December 15, 2010

Top 50 Albums of 2010: 21-30


21
Gold Panda
"Lucky Shiner" (Ghostly)

I can’t think of an album that has been more divisive in the electronic scene this year than this Ghostly newcomer. With a sound like a lighter fusion of Fourtet and Apparat, British producer Gold Panda seems to have pushed everybody’s buttons one way or the other. Both warm and immediate, it is one of the most blissful electronic albums of the year.
Listen




22
Emeralds
"Does It Look Like I'm Here?" (Editions Mego)

Emeralds are a trio from Cleveland, Ohio who, for the past half-decade has been blending dark ambient, kosmische and improvisation. They successfully fuse minimal guitar melodies with swirling synths and washes of ambient noise. Does it Look Like I’m Here? is their fourth official release and their best to date.




23
Woima Collective
"Tezeta" (Kindred Spirits)

Woima Collective is a heavily Ethio-inspired Afro-Jazz band led by Poets Of Rhythm saxophonist Johannes Schleiermacher, who became inspired by African rhythms after visiting Morocco and meeting Ethiopian jazz legend Mulatu Astatke. Tezeta features heavy, tight, funky grooves that will appeal to Budos and Ethiopiques aficionados.
Listen




24
Sharon Jones & The Dap-Kings
"I Learned The Hard Way" (Daptone)

Sharon Jones worked as a corrections officer and a security guard before being discovered by Gabriel Roth and becoming the first artist released on Daptone. This marks her fourth full-length release with The Dap-Kings and is yet another slice of gorgeous soul revivalism of the quality you'd expect from Jones and the Daptone label.




25
Mice Parade
"What It Means To Be Left-Handed" (FatCat)

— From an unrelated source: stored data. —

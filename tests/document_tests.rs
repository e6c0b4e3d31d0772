//! Document assembly tests over the fixture application

mod common;

use serde_json::{json, Value};
use std::sync::Arc;

use common::{assembler_for, some_app};
use routedoc::cache::{DOCUMENT_KEY, OPERATIONS_KEY};
use routedoc::node::{SecurityRequirement, SecurityScheme};
use routedoc::objects::Info;
use routedoc::{
    DocumentAssembler, HolderRef, MemoryCache, MetadataCatalog, NodeKind, ResolutionCache,
    RouteDefinition, RoutedocError,
};

fn component_names(document: &Value, category: &str) -> Vec<String> {
    document["components"][category]
        .as_object()
        .map(|m| m.keys().cloned().collect())
        .unwrap_or_default()
}

// ============================================================================
// Document shape
// ============================================================================

#[test]
fn test_paths_group_routes_by_plain_path() {
    let document = some_app().to_document().unwrap();

    assert_eq!(document["openapi"], "3.0.2");
    assert_eq!(document["info"], json!({"title": "Some App", "version": "1.0.0"}));

    let paths: Vec<_> = document["paths"].as_object().unwrap().keys().cloned().collect();
    assert_eq!(paths, vec!["/users", "/users/{id}"]);

    let users: Vec<_> = document["paths"]["/users"].as_object().unwrap().keys().cloned().collect();
    assert_eq!(users, vec!["get", "post"]);

    let user: Vec<_> = document["paths"]["/users/{id}"].as_object().unwrap().keys().cloned().collect();
    assert_eq!(user, vec!["get", "patch", "delete"]);
}

#[test]
fn test_list_operation_rendering() {
    let document = some_app().to_document().unwrap();
    let list = &document["paths"]["/users"]["get"];

    assert_eq!(list["operationId"], "users.list");
    assert_eq!(list["summary"], "A list of users");
    assert_eq!(list["description"], "Returns a list of user models");
    assert_eq!(list["tags"], json!(["foo", "bar"]));
    assert_eq!(
        list["parameters"],
        json!([
            {"name": "limit", "in": "cookie", "schema": {"$ref": "#/components/schemas/UserController.limit"}},
            {"name": "X-Limit", "in": "header", "schema": {"$ref": "#/components/schemas/UserController.limit"}},
            {"name": "limit", "in": "query", "schema": {"$ref": "#/components/schemas/UserController.limit"}}
        ])
    );
    assert_eq!(
        list["responses"],
        json!({
            "200": {"$ref": "#/components/responses/UserListResponse"},
            "default": {"$ref": "#/components/responses/ErrorResponse"}
        })
    );
}

#[test]
fn test_path_parameters_are_synthesized_first() {
    let document = some_app().to_document().unwrap();
    let update = &document["paths"]["/users/{id}"]["patch"];

    assert_eq!(
        update["parameters"],
        json!([
            {"name": "id", "in": "path", "required": true, "schema": {"type": "string", "pattern": "\\d+"}},
            {"$ref": "#/components/parameters/UserController.fn_getKey"}
        ])
    );
    assert_eq!(
        update["requestBody"],
        json!({"$ref": "#/components/requestBodies/UserUpdateRequest"})
    );
}

#[test]
fn test_routes_without_operations_are_skipped() {
    let document = some_app().to_document().unwrap();
    assert!(document["paths"].get("/").is_none());

    let mut assembler = some_app();
    assembler.include_undescribed_operations(true);
    let document = assembler.to_document().unwrap();
    assert_eq!(document["paths"]["/"]["get"], json!({"operationId": "home", "responses": {}}));
}

#[test]
fn test_operation_ids() {
    let ids = some_app().operation_ids().unwrap();
    assert_eq!(
        ids,
        vec!["users.list", "users.read", "users.create", "users.update", "users.delete"]
    );
}

// ============================================================================
// Components
// ============================================================================

#[test]
fn test_components_hold_the_full_closure() {
    let document = some_app().to_document().unwrap();

    assert_eq!(
        component_names(&document, "schemas"),
        vec![
            "UserController.limit",
            "User",
            "User.email",
            "User.password",
            "Error",
            "Error.code",
            "Error.message",
            "UserController.key",
        ]
    );
    assert_eq!(
        component_names(&document, "responses"),
        vec!["UserListResponse", "ErrorResponse", "UserResponse", "EmptyResponse"]
    );
    assert_eq!(component_names(&document, "parameters"), vec!["UserController.fn_getKey"]);
    assert_eq!(
        component_names(&document, "requestBodies"),
        vec!["UserCreateRequest", "UserUpdateRequest"]
    );
}

#[test]
fn test_component_bodies() {
    let document = some_app().to_document().unwrap();
    let components = &document["components"];

    assert_eq!(
        components["schemas"]["User"],
        json!({
            "type": "object",
            "properties": {
                "email": {"$ref": "#/components/schemas/User.email"},
                "password": {"$ref": "#/components/schemas/User.password"}
            }
        })
    );
    assert_eq!(
        components["schemas"]["UserController.limit"],
        json!({"type": "integer", "nullable": true})
    );
    assert_eq!(
        components["parameters"]["UserController.fn_getKey"],
        json!({
            "name": "x-key",
            "in": "header",
            "required": true,
            "schema": {"$ref": "#/components/schemas/UserController.key"}
        })
    );
    assert_eq!(
        components["responses"]["EmptyResponse"],
        json!({"description": "Returns an empty response"})
    );
    assert_eq!(
        components["requestBodies"]["UserCreateRequest"],
        json!({
            "content": {
                "application/json": {"schema": {"$ref": "#/components/schemas/User"}}
            },
            "required": true
        })
    );
}

#[test]
fn test_same_target_resolves_to_one_instance() {
    let assembler = some_app();
    let registry = assembler.component_registry().unwrap();

    let registered = registry.get("schemas", "User.email").unwrap();
    let via_property = assembler
        .resolver()
        .resolve(".email", NodeKind::Schema, Some(&HolderRef::of_type("some_app::dto::User")))
        .unwrap();
    let via_sibling = assembler
        .resolver()
        .resolve(
            "User.email",
            NodeKind::Schema,
            Some(&HolderRef::of_type("some_app::dto::UserUpdateRequest")),
        )
        .unwrap();

    assert!(Arc::ptr_eq(registered, &via_property.node));
    assert!(Arc::ptr_eq(&via_property.node, &via_sibling.node));
}

#[test]
fn test_strict_names_accept_the_fixture() {
    let mut assembler = some_app();
    assembler.strict_component_names(true);
    assert!(assembler.to_document().is_ok());
}

#[test]
fn test_direct_components_and_security() {
    let mut assembler = some_app();
    assembler
        .add_component(SecurityScheme::bearer("jwt", Some("JWT".to_string())))
        .add_security(SecurityRequirement::new("jwt", Vec::new()));

    let document = assembler.to_document().unwrap();
    assert_eq!(document["security"], json!([{"jwt": []}]));
    assert_eq!(document["components"]["securitySchemes"]["jwt"]["scheme"], "bearer");
}

// ============================================================================
// Name collisions
// ============================================================================

const CLASHING: &str = r#"
routes:
  - name: clash
    path: /clash
    holder: app::Clash@show
types:
  app::Clash:
    methods:
      show:
        - operation:
            responses:
              "200":
                description: Two schemas under one name
                content:
                  application/json:
                    schema:
                      type: object
                      properties:
                        a: { $ref: A }
                        b: { $ref: B }
  app::A:
    metadata:
      - schema: { refName: Shared, type: string }
  app::B:
    metadata:
      - schema: { refName: Shared, type: integer }
"#;

#[test]
fn test_lenient_names_keep_the_last_claim() {
    let assembler = assembler_for(MetadataCatalog::from_yaml_str(CLASHING).unwrap());
    let document = assembler.to_document().unwrap();
    assert_eq!(document["components"]["schemas"], json!({"Shared": {"type": "integer"}}));
}

#[test]
fn test_strict_names_reject_collisions() {
    let mut assembler = assembler_for(MetadataCatalog::from_yaml_str(CLASHING).unwrap());
    assembler.strict_component_names(true);
    match assembler.to_document() {
        Err(RoutedocError::DuplicateComponentName { category, name }) => {
            assert_eq!(category, "schemas");
            assert_eq!(name, "Shared");
        }
        other => panic!("expected a name collision, got {other:?}"),
    }
}

// ============================================================================
// Cycles
// ============================================================================

const TREE: &str = r#"
routes:
  - name: tree
    path: /tree
    holder: app::TreeController@show
types:
  app::TreeController:
    methods:
      show:
        - operation:
            responses:
              "200": { $ref: NodeResponse }
  app::NodeResponse:
    metadata:
      - response:
          description: A tree
          content:
            application/json:
              schema: { $ref: Node }
  app::Node:
    metadata:
      - schema:
          type: object
          required: [label]
          properties:
            label: { type: string }
            children:
              type: array
              items: { $ref: Node }
"#;

#[test]
fn test_self_referencing_schema_is_emitted_once() {
    let assembler = assembler_for(MetadataCatalog::from_yaml_str(TREE).unwrap());
    let document = assembler.to_document().unwrap();

    assert_eq!(component_names(&document, "schemas"), vec!["Node"]);
    assert_eq!(
        document["components"]["schemas"]["Node"]["properties"]["children"]["items"],
        json!({"$ref": "#/components/schemas/Node"})
    );
}

// ============================================================================
// Caching
// ============================================================================

#[test]
fn test_document_and_operations_are_cached() {
    let cache = Arc::new(MemoryCache::new());

    let mut first = some_app();
    first.set_cache(cache.clone());
    let document = first.to_document().unwrap();
    assert!(cache.contains(OPERATIONS_KEY));
    assert!(cache.contains(DOCUMENT_KEY));

    // No routes and an empty store: everything comes from the cache
    let mut second = DocumentAssembler::new(Info::new("Other", "2.0.0"), Arc::new(MetadataCatalog::new()));
    second.set_cache(cache.clone());
    assert_eq!(second.to_document().unwrap(), document);
    assert_eq!(second.operation_ids().unwrap().len(), 5);
    assert!(second.request_query_json_schema("users.list").unwrap().is_some());
}

#[test]
fn test_shared_resolution_cache() {
    let shared = ResolutionCache::new();

    let mut first = some_app();
    first.set_resolution_cache(shared.clone());
    first.to_document().unwrap();
    let resolved = shared.len();
    assert!(resolved > 0);

    let mut second = some_app();
    second.set_resolution_cache(shared.clone());
    second.to_document().unwrap();
    assert_eq!(shared.len(), resolved);

    let a = first.component_registry().unwrap();
    let b = second.component_registry().unwrap();
    assert!(Arc::ptr_eq(
        a.get("schemas", "User").unwrap(),
        b.get("schemas", "User").unwrap()
    ));
}

// ============================================================================
// Broken references
// ============================================================================

fn invalid_assembler(method: &str) -> DocumentAssembler {
    let catalog = MetadataCatalog::from_yaml_str(include_str!("fixtures/invalid.yaml")).unwrap();
    let mut assembler = assembler_for(catalog);
    assembler.add_route(
        RouteDefinition::new(method, "/invalid")
            .with_holder(HolderRef::method("some_app::controller::InvalidController", method)),
    );
    assembler
}

#[test]
fn test_references_to_missing_targets() {
    for method in [
        "refersToUndefinedClass",
        "refersToUndefinedClassMethod",
        "refersToUndefinedClassProperty",
    ] {
        match invalid_assembler(method).to_document() {
            Err(RoutedocError::UnresolvedTarget { .. }) => {}
            other => panic!("{method}: expected an unresolved target, got {other:?}"),
        }
    }
}

#[test]
fn test_references_to_targets_without_metadata() {
    for method in [
        "refersToClassWithoutTarget",
        "refersToClassMethodWithoutTarget",
        "refersToClassPropertyWithoutTarget",
    ] {
        match invalid_assembler(method).to_document() {
            Err(RoutedocError::MissingAnnotation { kind, .. }) => {
                assert_eq!(kind, NodeKind::Response, "{method}");
            }
            other => panic!("{method}: expected a missing annotation, got {other:?}"),
        }
    }
}

#[test]
fn test_unresolved_target_message_names_the_target() {
    let err = invalid_assembler("refersToUndefinedClassProperty").to_document().unwrap_err();
    let message = err.to_string();
    assert!(message.contains(".undefinedProperty"), "{message}");
    assert!(message.contains("InvalidController.undefinedProperty"), "{message}");
}

// ============================================================================
// Output formats
// ============================================================================

#[test]
fn test_json_and_yaml_output_round_trip() {
    let assembler = some_app();
    let document = assembler.to_document().unwrap();

    let pretty: Value = serde_json::from_str(&assembler.to_json().unwrap()).unwrap();
    let compact: Value = serde_json::from_str(&assembler.to_json_compact().unwrap()).unwrap();
    let yaml: Value = serde_yaml::from_str(&assembler.to_yaml().unwrap()).unwrap();

    assert_eq!(pretty, document);
    assert_eq!(compact, document);
    assert_eq!(yaml, document);
    assert!(!assembler.to_json_compact().unwrap().contains('\n'));
}

#[test]
fn test_catalog_directory() {
    let dir = tempfile::TempDir::new().unwrap();
    std::fs::write(dir.path().join("app.yaml"), include_str!("fixtures/catalog.yaml")).unwrap();
    std::fs::write(dir.path().join("invalid.yml"), include_str!("fixtures/invalid.yaml")).unwrap();
    std::fs::write(dir.path().join("notes.txt"), "not a catalog").unwrap();

    let mut catalog = MetadataCatalog::new();
    catalog.load_dir(dir.path()).unwrap();
    assert!(catalog
        .type_names()
        .any(|t| t == "some_app::controller::InvalidController"));

    let document = assembler_for(catalog).to_document().unwrap();
    assert_eq!(document, some_app().to_document().unwrap());
}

Mice Parade is the project (and anagram of) Adam Pierce, a New Yorker now based in Portugal. Releasing a bunch of highly underrated albums for over a decade now, What It Means To Be Left-Handed is among his best. Drum-heavy and optimistic, Mice Parade blends African music, indie-folk and post-rock creating a seamless, unique sound.




26
Women
"Public Strain" (Jagjaguwar)

There’s a rumour circulating that Calgary’s Women recently split up. Unfortunate that a band this good only reached the two album mark. Blending krautrock rhythm with bittersweet melody and angular Polvo-esue guitar riffs, they remind me of another underrated band who have been ominously quiet of late, New Zealand’s Shocking Pinks.




27
Bassekou Kouyaté & Ngoni Ba
"I Speak Fula" (Sub Pop)

For a country of 14 million, Mali produces more than its fair share of fantastic music. Kouyaté, a veteran player in Toumani Diabaté’s orchestra takes the stage with his sophomore solo release. I Speak Fula is dominated by the sound of the ngoni, the African ancestor of the American banjo, and heart-stopping vocal harmonies.




28
Holy Fuck
"Latin" (Young Turks)

Toronto’s Holy Fuck makes a mockery of the ‘difficult third album’ syndrome, releasing their strongest and most coherent work to date. Their distinctive style and energy that have always made them so appealing, especially live, are ever-present but Latin is less improvisational than their previous releases and is all the stronger for it.




29
Roots Manuva Meets Wrong Tom
"Duppy Writer" (Big Dada)

London-based DJ/producer Wrong Tom selects tracks spanning Roots Manuva’s career so far and gives them new life as dance-able summer dubs. Making inventive use of Smith’s vocal tracks, Tom builds brand new tracks around the Stockwell rapper’s best rhymes, while lightening the mood considerably to create an immensely fun album that goes far beyond the remix.




30
Nina Nastasia
"Outlaster" (FatCat)

Sometimes you want artists to mix things up and push in a new direction on every release, other times their formula is so compelling that you just don’t want new tricks. Nastasia has, with Tortoise's Jeff Parker on guitar and Steve Albini in the sound booth, created another gorgeous collection of her intense brand of indie-folk, this time leaning slightly more to the gypsy side.